Tenant 7 succeeded to develop a banana pizza business (Pizzang). This business has been operating for more than 6 months and has already established a market and obtained a profit. Pizzang is a snack food product and healthy with natural ingredients in the form of bananas. In order that the taste is more enjoyable and can be accepted by youths, eight flavor variants have been added as well as eight toppings that are liked by youngsters. This product is sold in a partnership with Ojek Online (motorcycle taxi) (Ojol), in order to reach a wider market and has mini outlets in Bali city centers. Pizzang, which was established on 25 February 2018, is a business which provides natural ingredient snacks made from bananas that are packaged with a modern concept that is different from the competitors.

Tenant 8 has produced a duck egg hatching technology-based product. It has been run as a business for more than 6 months and obtained a profit. The production technology will be developed because the market is still wide open.

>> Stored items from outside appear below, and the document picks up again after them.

//! JPEG snapshot persistence.
//!
//! Layout: `<root>/<stage>/<stage>_<zone>_<ms>.jpg`. Writes are best-effort: a
//! failed snapshot is logged and never fails the capture that produced it.

use anyhow::{Context, Result};
use std::fs;
use std::path::{Path, PathBuf};

use crate::frame::Frame;

#[derive(Clone, Copy, Debug, PartialEq, Eq)]
pub enum SnapshotStage {
    Before,
    After,
    Faces,
    Annotated,
}

impl SnapshotStage {
    pub fn as_str(&self) -> &'static str {
        match self {
            SnapshotStage::Before => "before",
            SnapshotStage::After => "after",
            SnapshotStage::Faces => "faces",
            SnapshotStage::Annotated => "annotated",
        }
    }
}

#[derive(Clone, Debug)]
pub struct SnapshotWriter {
    root: PathBuf,
}

impl SnapshotWriter {
    pub fn new(root: impl Into<PathBuf>) -> Self {
        Self { root: root.into() }
    }

    pub fn root(&self) -> &Path {
        &self.root
    }

    pub fn path_for(&self, stage: SnapshotStage, zone: &str, timestamp_ms: u64) -> PathBuf {
        self.root.join(stage.as_str()).join(format!(
            "{}_{}_{}.jpg",
            stage.as_str(),
            zone,
            timestamp_ms
        ))
    }

    /// Write one frame. Returns the path written.
    pub fn write(&self, stage: SnapshotStage, frame: &Frame) -> Result<PathBuf> {
        let dir = self.root.join(stage.as_str());
        fs::create_dir_all(&dir)
            .with_context(|| format!("failed to create snapshot dir {}", dir.display()))?;
        let path = self.path_for(stage, &frame.zone, frame.captured_at_ms);
        frame.save_jpeg(&path)?;
        Ok(path)
    }

    /// Write every frame, logging failures.
    pub fn write_all<'a>(&self, stage: SnapshotStage, frames: impl IntoIterator<Item = &'a Frame>) {
        for frame in frames {
            if let Err(e) = self.write(stage, frame) {
                log::warn!(
                    "snapshot {} for zone {} not written: {:#}",
                    stage.as_str(),
                    frame.zone,
                    e
                );
            }
        }
    }
}

#[cfg(test)]
mod tests {
    use super::*;

    #[test]
    fn writes_into_stage_directory() -> Result<()> {
        let dir = tempfile::tempdir()?;
        let writer = SnapshotWriter::new(dir.path());
        let frame = Frame::filled("shelf_1", 8, 8, [10, 10, 10]).with_captured_at(1234);

        let path = writer.write(SnapshotStage::Before, &frame)?;
        assert_eq!(path, dir.path().join("before").join("before_shelf_1_1234.jpg"));
        assert!(path.exists());
        Ok(())
    }

    #[test]
    fn unwritable_root_is_logged_not_fatal() {
        let writer = SnapshotWriter::new("/proc/definitely/not/writable");
        let frame = Frame::filled("shelf_1", 4, 4, [0, 0, 0]);
        assert!(writer.write(SnapshotStage::After, &frame).is_err());
        writer.write_all(SnapshotStage::After, [&frame]);
    }
}
//! Item category and shelf-life lookup, and the waste-risk report built on it.

use serde::{Deserialize, Serialize};
use std::collections::BTreeMap;

use super::record::InventoryRecord;

pub const FALLBACK_CATEGORY: &str = "uncategorized";
pub const FALLBACK_SHELF_LIFE_DAYS: u32 = 7;

const DAY_S: u64 = 86_400;

/// Category and days-until-expiry for one item label.
#[derive(Clone, Debug, PartialEq, Eq, Serialize, Deserialize)]
pub struct ShelfLifeEntry {
    pub category: String,
    pub days: u32,
}

/// Label → (category, shelf life). Labels are matched case-insensitively.
#[derive(Clone, Debug, PartialEq, Eq)]
pub struct ShelfLife {
    entries: BTreeMap<String, ShelfLifeEntry>,
}

const DEFAULT_TABLE: &[(&str, &str, u32)] = &[
    ("apple", "produce", 21),
    ("banana", "produce", 5),
    ("orange", "produce", 14),
    ("tomato", "produce", 7),
    ("lettuce", "produce", 5),
    ("carrot", "produce", 21),
    ("broccoli", "produce", 5),
    ("milk", "dairy", 7),
    ("yogurt", "dairy", 14),
    ("cheese", "dairy", 21),
    ("butter", "dairy", 30),
    ("egg", "dairy", 21),
    ("chicken", "meat", 2),
    ("beef", "meat", 3),
    ("fish", "meat", 2),
    ("juice", "beverages", 7),
    ("soda", "beverages", 180),
    ("water", "beverages", 365),
    ("bottle", "beverages", 30),
    ("leftovers", "prepared", 3),
    ("sandwich", "prepared", 2),
    ("pizza", "prepared", 3),
    ("cake", "prepared", 4),
];

impl Default for ShelfLife {
    fn default() -> Self {
        let entries = DEFAULT_TABLE
            .iter()
            .map(|(name, category, days)| {
                (
                    name.to_string(),
                    ShelfLifeEntry {
                        category: category.to_string(),
                        days: *days,
                    },
                )
            })
            .collect();
        Self { entries }
    }
}

impl ShelfLife {
    pub fn empty() -> Self {
        Self {
            entries: BTreeMap::new(),
        }
    }

    /// Default table with `overrides` layered on top.
    pub fn with_overrides(overrides: &BTreeMap<String, ShelfLifeEntry>) -> Self {
        let mut table = Self::default();
        for (name, entry) in overrides {
            table.insert(name, entry.clone());
        }
        table
    }

    pub fn insert(&mut self, item_name: &str, entry: ShelfLifeEntry) {
        self.entries.insert(item_name.to_lowercase(), entry);
    }

    pub fn category(&self, item_name: &str) -> &str {
        self.entries
            .get(&item_name.to_lowercase())
            .map(|e| e.category.as_str())
            .unwrap_or(FALLBACK_CATEGORY)
    }

    pub fn days(&self, item_name: &str) -> u32 {
        self.entries
            .get(&item_name.to_lowercase())
            .map(|e| e.days)
            .unwrap_or(FALLBACK_SHELF_LIFE_DAYS)
    }

    pub fn expiry_from(&self, item_name: &str, now_s: u64) -> u64 {
        now_s + self.days(item_name) as u64 * DAY_S
    }
}

/// Thresholds in days-to-expiry for the waste report buckets.
pub const HIGH_RISK_DAYS: i64 = 2;
pub const MEDIUM_RISK_DAYS: i64 = 5;
pub const LOW_RISK_DAYS: i64 = 7;

#[derive(Clone, Debug, PartialEq, Eq, Serialize)]
pub struct AtRiskItem {
    pub item_name: String,
    pub days_left: i64,
    pub quantity: u32,
    pub category: String,
}

/// Items grouped by how soon they expire. Items further out are not listed.
#[derive(Clone, Debug, Default, PartialEq, Eq, Serialize)]
pub struct WasteReport {
    pub high_risk: Vec<AtRiskItem>,
    pub medium_risk: Vec<AtRiskItem>,
    pub low_risk: Vec<AtRiskItem>,
}

impl WasteReport {
    pub fn build<'a>(records: impl IntoIterator<Item = &'a InventoryRecord>, now_s: u64) -> Self {
        let mut report = WasteReport::default();
        for record in records {
            let days_left = record.days_left(now_s);
            let item = AtRiskItem {
                item_name: record.item_name.clone(),
                days_left,
                quantity: record.quantity,
                category: record.category.clone(),
            };
            if days_left <= HIGH_RISK_DAYS {
                report.high_risk.push(item);
            } else if days_left <= MEDIUM_RISK_DAYS {
                report.medium_risk.push(item);
            } else if days_left <= LOW_RISK_DAYS {
                report.low_risk.push(item);
            }
        }
        for bucket in [
            &mut report.high_risk,
            &mut report.medium_risk,
            &mut report.low_risk,
        ] {
            bucket.sort_by(|a, b| a.days_left.cmp(&b.days_left).then(a.item_name.cmp(&b.item_name)));
        }
        report
    }

    pub fn is_empty(&self) -> bool {
        self.high_risk.is_empty() && self.medium_risk.is_empty() && self.low_risk.is_empty()
    }
}

#[cfg(test)]
mod tests {
    use super::*;

    fn record(name: &str, expiry_days: u64) -> InventoryRecord {
        InventoryRecord {
            item_name: name.to_string(),
            quantity: 1,
            category: "x".to_string(),
            expiry_at: expiry_days * DAY_S,
            added_at: 0,
            last_detected_at: 0,
            missed_cycles: 0,
        }
    }

    #[test]
    fn lookup_is_case_insensitive_with_fallback() {
        let table = ShelfLife::default();
        assert_eq!(table.category("Milk"), "dairy");
        assert_eq!(table.days("milk"), 7);
        assert_eq!(table.category("dragonfruit"), FALLBACK_CATEGORY);
        assert_eq!(table.days("dragonfruit"), FALLBACK_SHELF_LIFE_DAYS);
        assert_eq!(table.expiry_from("chicken", 100), 100 + 2 * DAY_S);
    }

    #[test]
    fn overrides_win() {
        let mut overrides = BTreeMap::new();
        overrides.insert(
            "Milk".to_string(),
            ShelfLifeEntry {
                category: "dairy".to_string(),
                days: 10,
            },
        );
        assert_eq!(ShelfLife::with_overrides(&overrides).days("milk"), 10);
    }

    #[test]
    fn waste_report_buckets() {
        let records = vec![
            record("chicken", 1),
            record("milk", 4),
            record("butter", 7),
            record("soda", 90),
            record("fish", 0),
        ];
        let report = WasteReport::build(&records, 0);
        let names = |items: &[AtRiskItem]| -> Vec<String> {
            items.iter().map(|i| i.item_name.clone()).collect()
        };
        assert_eq!(names(&report.high_risk), vec!["fish", "chicken"]);
        assert_eq!(names(&report.medium_risk), vec!["milk"]);
        assert_eq!(names(&report.low_risk), vec!["butter"]);
        assert!(!report.is_empty());
    }
}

The things mentioned above are an illustration of entrepreneurship learning for students in year 1 (2019) of the program implementation. Various dynamics continued to happen to them. There were those who continued to run their businesses, but there were also some who switched their type of business according to the conditions of the business environment.

In the second year (2020), there were 11 students who passed the funding and participated in the program, but there were only 8 tenants who managed to continue the program. The development of their businesses can be seen in Table 5. Of the 8 tenants, there was one tenant who stood out in the business, namely tenant number 8 in the 2020 program. The business developed was recycled paper. This business started when one of the students joined an association in his village, and they discussed together about making a business, and this started with the announcement of our program to find new startups in the student environment. The idea was conveyed to a youth group in his village. Finally they decided to make this venture. It turned out that this effort had also previously been made by one of the group’s members, but it stopped. With the presence of students and the PPK program, it made them revive this business again. Through the help of equipment such as blenders, funds for operations, and also tools for pulp pressing, this business has been running until now.

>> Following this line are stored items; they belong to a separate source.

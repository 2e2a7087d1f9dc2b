use anyhow::{anyhow, Result};
use serde::Deserialize;
use std::collections::BTreeSet;
use std::path::{Path, PathBuf};
use std::time::Duration;

use crate::compare::{ComparatorConfig, DEFAULT_OVERLAP_THRESHOLD};
use crate::detect::DetectorConfig;
use crate::door::DoorConfig;
use crate::face::FaceConfig;
use crate::inventory::InventoryConfig;

const DEFAULT_FACE_ZONE: &str = "external_face";
const DEFAULT_FACE_SOURCE: &str = "stub://gradient";
const DEFAULT_SHELF_ZONE: &str = "shelf_1_left";
const DEFAULT_SHELF_SOURCE: &str = "stub://scene";
const DEFAULT_WIDTH: u32 = 640;
const DEFAULT_HEIGHT: u32 = 480;
const DEFAULT_CAPTURE_TIMEOUT_MS: u64 = 5_000;
const DEFAULT_SNAPSHOT_DIR: &str = "snapshots";
const DEFAULT_MIN_CHANGE_CONFIDENCE: f32 = 0.6;

#[derive(Debug, Deserialize, Default)]
struct FridgeConfigFile {
    cameras: Option<Vec<CameraConfigFile>>,
    face_zone: Option<String>,
    capture: Option<CaptureConfigFile>,
    cycle: Option<CycleConfigFile>,
    comparator: Option<ComparatorConfig>,
    detector: Option<DetectorConfig>,
    face: Option<FaceConfig>,
    inventory: Option<InventoryConfig>,
    door: Option<DoorConfig>,
}

#[derive(Debug, Deserialize)]
struct CameraConfigFile {
    zone: String,
    source: String,
}

#[derive(Debug, Deserialize, Default)]
struct CaptureConfigFile {
    width: Option<u32>,
    height: Option<u32>,
    timeout_ms: Option<u64>,
    snapshot_dir: Option<PathBuf>,
}

#[derive(Debug, Deserialize, Default)]
struct CycleConfigFile {
    min_change_confidence: Option<f32>,
    overlap_threshold: Option<f32>,
}

#[derive(Debug, Clone, PartialEq, Eq)]
pub struct CameraSettings {
    pub zone: String,
    pub source: String,
}

#[derive(Debug, Clone)]
pub struct CaptureSettings {
    pub width: u32,
    pub height: u32,
    pub timeout: Duration,
    /// Root of the before/after/faces/annotated snapshot tree.
    pub snapshot_dir: PathBuf,
}

#[derive(Debug, Clone)]
pub struct FridgeConfig {
    pub cameras: Vec<CameraSettings>,
    pub face_zone: Option<String>,
    pub capture: CaptureSettings,
    /// Change regions below this confidence are ignored by the door cycle.
    pub min_change_confidence: f32,
    pub overlap_threshold: f32,
    pub comparator: ComparatorConfig,
    pub detector: DetectorConfig,
    pub face: FaceConfig,
    pub inventory: InventoryConfig,
    pub door: DoorConfig,
}

impl Default for FridgeConfig {
    fn default() -> Self {
        Self::from_file(FridgeConfigFile::default())
    }
}

impl FridgeConfig {
    /// Defaults, then the file named by `FRIDGE_CONFIG`, then `FRIDGE_*`
    /// environment overrides, then validation.
    pub fn load() -> Result<Self> {
        let config_path = std::env::var("FRIDGE_CONFIG").ok();
        let file_cfg = match config_path.as_deref() {
            Some(path) if !path.trim().is_empty() => Some(read_config_file(Path::new(path))?),
            _ => None,
        };
        let mut cfg = Self::from_file(file_cfg.unwrap_or_default());
        cfg.apply_env()?;
        cfg.validate()?;
        Ok(cfg)
    }

    /// Interior zones: every camera except the face camera.
    pub fn interior_zones(&self) -> Vec<&str> {
        self.cameras
            .iter()
            .map(|c| c.zone.as_str())
            .filter(|zone| Some(*zone) != self.face_zone.as_deref())
            .collect()
    }

    fn from_file(file: FridgeConfigFile) -> Self {
        let (cameras, face_zone) = match file.cameras {
            Some(cameras) => (
                cameras
                    .into_iter()
                    .map(|c| CameraSettings {
                        zone: c.zone,
                        source: c.source,
                    })
                    .collect(),
                file.face_zone,
            ),
            None => (
                default_cameras(),
                file.face_zone.or_else(|| Some(DEFAULT_FACE_ZONE.to_string())),
            ),
        };
        let capture = CaptureSettings {
            width: file
                .capture
                .as_ref()
                .and_then(|c| c.width)
                .unwrap_or(DEFAULT_WIDTH),
            height: file
                .capture
                .as_ref()
                .and_then(|c| c.height)
                .unwrap_or(DEFAULT_HEIGHT),
            timeout: Duration::from_millis(
                file.capture
                    .as_ref()
                    .and_then(|c| c.timeout_ms)
                    .unwrap_or(DEFAULT_CAPTURE_TIMEOUT_MS),
            ),
            snapshot_dir: file
                .capture
                .and_then(|c| c.snapshot_dir)
                .unwrap_or_else(|| PathBuf::from(DEFAULT_SNAPSHOT_DIR)),
        };
        Self {
            cameras,
            face_zone,
            capture,
            min_change_confidence: file
                .cycle
                .as_ref()
                .and_then(|c| c.min_change_confidence)
                .unwrap_or(DEFAULT_MIN_CHANGE_CONFIDENCE),
            overlap_threshold: file
                .cycle
                .and_then(|c| c.overlap_threshold)
                .unwrap_or(DEFAULT_OVERLAP_THRESHOLD),
            comparator: file.comparator.unwrap_or_default(),
            detector: file.detector.unwrap_or_default(),
            face: file.face.unwrap_or_default(),
            inventory: file.inventory.unwrap_or_default(),
            door: file.door.unwrap_or_default(),
        }
    }

    fn apply_env(&mut self) -> Result<()> {
        if let Some(path) = non_empty_env("FRIDGE_DB_PATH") {
            self.inventory.db_path = path;
        }
        if let Some(path) = non_empty_env("FRIDGE_FACE_STORE") {
            self.face.store_path = PathBuf::from(path);
        }
        if let Some(dir) = non_empty_env("FRIDGE_SNAPSHOT_DIR") {
            self.capture.snapshot_dir = PathBuf::from(dir);
        }
        if let Some(path) = non_empty_env("FRIDGE_MODEL_PATH") {
            self.detector.model_path = Some(PathBuf::from(path));
        }
        if let Some(path) = non_empty_env("FRIDGE_LABELS_PATH") {
            self.detector.labels_path = Some(PathBuf::from(path));
        }
        if let Some(tolerance) = non_empty_env("FRIDGE_FACE_TOLERANCE") {
            self.face.tolerance = tolerance
                .parse()
                .map_err(|_| anyhow!("FRIDGE_FACE_TOLERANCE must be a number"))?;
        }
        if let Some(timeout) = non_empty_env("FRIDGE_CAPTURE_TIMEOUT_MS") {
            let ms: u64 = timeout.parse().map_err(|_| {
                anyhow!("FRIDGE_CAPTURE_TIMEOUT_MS must be an integer number of milliseconds")
            })?;
            self.capture.timeout = Duration::from_millis(ms);
        }
        if let Some(cameras) = non_empty_env("FRIDGE_CAMERAS") {
            self.cameras = parse_cameras(&cameras)?;
        }
        if let Ok(zone) = std::env::var("FRIDGE_FACE_ZONE") {
            let zone = zone.trim();
            self.face_zone = (!zone.is_empty()).then(|| zone.to_string());
        }
        if let Some(misses) = non_empty_env("FRIDGE_REMOVAL_MISSES") {
            self.inventory.removal_miss_threshold = misses
                .parse()
                .map_err(|_| anyhow!("FRIDGE_REMOVAL_MISSES must be a positive integer"))?;
        }
        Ok(())
    }

    fn validate(&self) -> Result<()> {
        if self.cameras.is_empty() {
            return Err(anyhow!("at least one camera must be configured"));
        }
        let mut zones = BTreeSet::new();
        for camera in &self.cameras {
            crate::validate_zone_name(&camera.zone)?;
            if camera.source.trim().is_empty() {
                return Err(anyhow!("camera {} has an empty source", camera.zone));
            }
            if !zones.insert(camera.zone.as_str()) {
                return Err(anyhow!("camera zone {} is configured twice", camera.zone));
            }
        }
        if let Some(face_zone) = &self.face_zone {
            if !zones.contains(face_zone.as_str()) {
                return Err(anyhow!("face zone {} has no camera", face_zone));
            }
        }
        if self.capture.width == 0 || self.capture.height == 0 {
            return Err(anyhow!("capture resolution must be non-zero"));
        }
        if self.capture.timeout.is_zero() {
            return Err(anyhow!("capture timeout must be greater than zero"));
        }
        check_unit("min_change_confidence", self.min_change_confidence)?;
        check_unit("overlap_threshold", self.overlap_threshold)?;
        check_unit("detector.confidence_threshold", self.detector.confidence_threshold)?;
        check_unit("detector.nms_iou_threshold", self.detector.nms_iou_threshold)?;
        if self.detector.input_size == 0 {
            return Err(anyhow!("detector.input_size must be greater than zero"));
        }
        if self.comparator.blur_kernel_size == 0 {
            return Err(anyhow!("comparator.blur_kernel_size must be greater than zero"));
        }
        if !(self.face.tolerance.is_finite() && self.face.tolerance > 0.0) {
            return Err(anyhow!("face tolerance must be a positive number"));
        }
        if self.inventory.removal_miss_threshold == 0 {
            return Err(anyhow!("inventory.removal_miss_threshold must be at least 1"));
        }
        Ok(())
    }
}

fn default_cameras() -> Vec<CameraSettings> {
    vec![
        CameraSettings {
            zone: DEFAULT_FACE_ZONE.to_string(),
            source: DEFAULT_FACE_SOURCE.to_string(),
        },
        CameraSettings {
            zone: DEFAULT_SHELF_ZONE.to_string(),
            source: DEFAULT_SHELF_SOURCE.to_string(),
        },
    ]
}

fn read_config_file(path: &Path) -> Result<FridgeConfigFile> {
    let raw = std::fs::read_to_string(path)
        .map_err(|e| anyhow!("failed to read config file {}: {}", path.display(), e))?;
    let is_toml = path
        .extension()
        .map(|ext| ext.eq_ignore_ascii_case("toml"))
        .unwrap_or(false);
    let cfg = if is_toml {
        toml::from_str(&raw).map_err(|e| anyhow!("invalid config file {}: {}", path.display(), e))?
    } else {
        serde_json::from_str(&raw)
            .map_err(|e| anyhow!("invalid config file {}: {}", path.display(), e))?
    };
    Ok(cfg)
}

fn non_empty_env(key: &str) -> Option<String> {
    std::env::var(key).ok().filter(|value| !value.trim().is_empty())
}

fn check_unit(name: &str, value: f32) -> Result<()> {
    if !(0.0..=1.0).contains(&value) {
        return Err(anyhow!("{} must be within [0, 1], got {}", name, value));
    }
    Ok(())
}

/// `zone=source,zone=source`. Sources may contain `=` after the first one.
fn parse_cameras(value: &str) -> Result<Vec<CameraSettings>> {
    value
        .split(',')
        .map(|entry| entry.trim())
        .filter(|entry| !entry.is_empty())
        .map(|entry| {
            let (zone, source) = entry
                .split_once('=')
                .ok_or_else(|| anyhow!("FRIDGE_CAMERAS entry {:?} must be zone=source", entry))?;
            Ok(CameraSettings {
                zone: zone.trim().to_string(),
                source: source.trim().to_string(),
            })
        })
        .collect()
}

#[cfg(test)]
mod tests {
    use super::*;

    #[test]
    fn defaults_are_valid() {
        let cfg = FridgeConfig::default();
        cfg.validate().unwrap();
        assert_eq!(cfg.face_zone.as_deref(), Some("external_face"));
        assert_eq!(cfg.interior_zones(), vec!["shelf_1_left"]);
        assert_eq!(cfg.capture.timeout, Duration::from_secs(5));
        assert_eq!(cfg.min_change_confidence, 0.6);
        assert_eq!(cfg.inventory.removal_miss_threshold, 1);
    }

    #[test]
    fn camera_list_parses() {
        let cameras = parse_cameras("door=stub://gradient, shelf_1=http://cam/snap?res=hi").unwrap();
        assert_eq!(cameras.len(), 2);
        assert_eq!(cameras[0].zone, "door");
        assert_eq!(cameras[1].source, "http://cam/snap?res=hi");
        assert!(parse_cameras("shelf_1").is_err());
    }

    #[test]
    fn validation_rejects_bad_settings() {
        let mut cfg = FridgeConfig::default();
        cfg.cameras.push(cfg.cameras[1].clone());
        assert!(cfg.validate().is_err());

        let mut cfg = FridgeConfig::default();
        cfg.face_zone = Some("garage".to_string());
        assert!(cfg.validate().is_err());

        let mut cfg = FridgeConfig::default();
        cfg.min_change_confidence = 1.5;
        assert!(cfg.validate().is_err());

        let mut cfg = FridgeConfig::default();
        cfg.inventory.removal_miss_threshold = 0;
        assert!(cfg.validate().is_err());
    }
}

This group also participated in another program, where the university started community service in Carut Village, which is a coffee-producing area. It turns out that from coffee processing a lot of material was wasted. These students then took the initiative to mix recycled paper with coffee peels to make the products more unique.

The business in the third year (2021) that was successful was the Robusta coffee business. This business idea originated from the area of origin of one of the students in the Pupuan Bali area as a producer of Robusta coffee. They then tried to develop it by making coffee. The local people sold coffee in the form of beans and some also sold the coffee in whole. This student then had the idea to buy from coffee farmers and then dried it and made coffee grounds. The first sale was in the traditional form wrapped in plastic only. The sales were only for households and it was placed in food stalls.

In the process, after being mentored, the coffee sales were not only wrapped in plastic for households, but also packaged. The final products were wrapped in attractive packaging so that the sales were not only for household needs, but this coffee was also bought for souvenirs if there were religious activities (e.g., marriage ceremonies or other events). On average, 10 kg was sold and ran out in 2–3 days. If there were many ceremonies, then even more than 10 kg could be sold.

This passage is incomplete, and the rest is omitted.